Friday 16 May 2014

Old Father Baldpate say the bells of St Botolph-without-Aldgate

So come on BGC, how on earth can it be the bells of St Botolph’s who are saying “Old Father Baldpate” when it says any such thing in the rhyme at all!

Well of course my research into the origins of the Oranges and Lemons rhyme is scratchy at best but I am reliably informed that the Old Father Baldpate figure referred to in the song is none other than St Botolph, or Botwulf of Thorney as he’s sometimes known. The nickname must come from the fact that he’s the saint with a perfect monk’s tonsure hence the reference to his shiny slaphead.

I’m not sure why the rhyme refers to this particular church, St Botolph-without-Aldgate, as there are a couple of others bearing his name in London but as far as the tour is concerned, this is of great providence as it means we have another tour location within walking distance of the office and this was a factor we were only too happy to take advantage of.

The 3 Lords hanging in the pub of the same name.

So there were no tube lines to negotiate and as we went for the “meet in the pub” routine again it was only just a few minutes after 5 that James James, Mags, new-Guy Micky and myself found ourselves in the Three Lords on the Minories. This is a Young’s pubs and has only recently been renovated, turning it from a much darker East End boozer type place to a bright and light, hipster and trendy type place. The beer range was admirable with 4 ales and about the same about of interesting keg products alongside.

Even the glass was wrong.

I plumped for something I’d never heard of before, Red Car IPA although I’m not 100% sure it’s the same brewery as the one I’ve linked to here. I probably should have asked for a taster as the beer was just on the turn with that horrible vinegar scent overpowering any chance of smell or taste.

Luckily with the arrival of the girls (Gemma, Lisa, Brenda and Nicola) 15 minutes later and then the arrival of Buddy Rob 10 minutes after that gave us the opportunity to have a second round which for me was a much more palatable pint of Gentleman’s Wit from Camden Town Brewery.

Loverly bit of stuff! (and the beer)

For all its fresh paint and beer range there was something sadly lacking about the Three Lords, certainly the atmosphere was wanting especially as there were hardly any other folk in the place. The same couldn’t be said of the second pub of the evening, the tiny Still and Star, tucked around the back of Aldgate Bus Station in Little Somerset Street.

The girls. (Godzilla is on the end.)

Now this place is everything a proper little boozer should be.
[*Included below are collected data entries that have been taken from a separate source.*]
//! Enemy tuning loader.

use std::path::Path;

use game_core::EnemyConfig;

use crate::loaders::{LoadResult, read_file};

/// Loader for enemy tuning from TOML files.
pub struct ConfigLoader;

impl ConfigLoader {
    /// Load enemy tuning from a TOML file.
    ///
    /// Keys missing from the file keep their built-in defaults. The result is
    /// validated, so a zero `move_time` or non-positive `hit_points` is
    /// rejected here rather than surfacing mid-simulation.
    pub fn load(path: &Path) -> LoadResult<EnemyConfig> {
        let content = read_file(path)?;
        Self::parse(&content)
            .map_err(|e| anyhow::anyhow!("Failed to load enemy config {}: {}", path.display(), e))
    }

    /// Parse and validate enemy tuning from TOML text.
    pub fn parse(content: &str) -> LoadResult<EnemyConfig> {
        let config: EnemyConfig = toml::from_str(content)
            .map_err(|e| anyhow::anyhow!("Failed to parse config TOML: {}", e))?;
        config
            .validate()
            .map_err(|e| anyhow::anyhow!("Invalid enemy config: {}", e))?;

        Ok(config)
    }
}
impl Handler<WatchPayouts> for PollingManager {
    type Result = ();

    fn handle(&mut self, msg: WatchPayouts, ctx: &mut Self::Context) -> Self::Result {
        self.notify = Some(msg.notify);

        let keep: HashSet<&String> = msg.ids.iter().collect();
        let stale: Vec<String> = self
            .records
            .keys()
            .filter(|id| !keep.contains(id))
            .cloned()
            .collect();
        for id in stale {
            self.logger
                .info(format!("Payout '{}' left the watch-set, dropping", id));
            self.teardown(&id, ctx);
        }

        for id in msg.ids {
            if self.records.contains_key(&id) || self.resolved.contains(&id) {
                continue;
            }
            let timer = {
                let interval_id = id.clone();
                ctx.run_interval(self.poll_interval, move |act, ctx| {
                    act.poll_one(interval_id.clone(), ctx)
                })
            };
            self.records.insert(
                id.clone(),
                PayoutPollRecord {
                    attempts: 0,
                    consecutive_errors: 0,
                    started_at: Instant::now(),
                    timer,
                },
            );
            self.logger.info(format!("Watching payout '{}'", id));
            self.poll_one(id, ctx);
        }
    }
}

impl Handler<PollPayout> for PollingManager {
    type Result = ();

    fn handle(&mut self, msg: PollPayout, ctx: &mut Self::Context) -> Self::Result {
        self.poll_one(msg.payout_id, ctx);
    }
}

impl Handler<WatchedCount> for PollingManager {
    type Result = usize;

    fn handle(&mut self, _msg: WatchedCount, _ctx: &mut Self::Context) -> Self::Result {
        self.records.len()
    }
}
Good solid British ales on sale, from which I choose Adnam’s Lighthouse for Brenda and I, a crowd of regulars playing darts in the back of the pub, and enough room outside to relax in the nice early evening sun.

and the boys.

You could see the church from our position outside the pub and in an amazing show of knowledge firstly Brenda asked me if I was going to mention the “plague pit” which was dug in front of the church – I wasn’t but had read about this mass grave for plague victims – and then Gemma asked whether this was the church also known as “the prostitutes’ church”.  Now this was something I was going to mention (no…no….not for any other reason than it’s interesting, thank you very much!) and I can only presume that this secret was imparted to her by the power of her hooker tights.

Mind you this great show of knowledge and intelligence was quickly undone when Rob asked everyone “who was Godzilla?”, which is a pretty normal pub question to be honest, to which Brenda answered, “A monkey?”……..time to leave.

Not one of them do sex for money......apparently.

Crossing Aldgate High Street we passed by the entrance to Aldgate Tube Station and into the paved frontage of St Botolph-without-Aldgate church. As Gemma had correctly stated earlier, due to its position on the traffic island it had attracted more than its fair share of “working girls” and has become known as the prostitutes’ church as it provided a safe haven for these “fallen” women. Whether this has any connection to this place being one of the leading lights in the LGBT movement I don’t know but it’s always nice to hear about a more progressive outlook from within established religions. The final fact I imparted on my knowledge-hungry audience was that Daniel Defoe, he of Robinson Crusoe fame was married in the church, which made a nice link to our Monopoly visit to Super Tax which ended in a reading of a William Blake poem by the gates of Bunhill Cemetry and visitors to this most atmospheric place will know that Blake’s very well-known final resting place neighbour is none other than Mr Defoe.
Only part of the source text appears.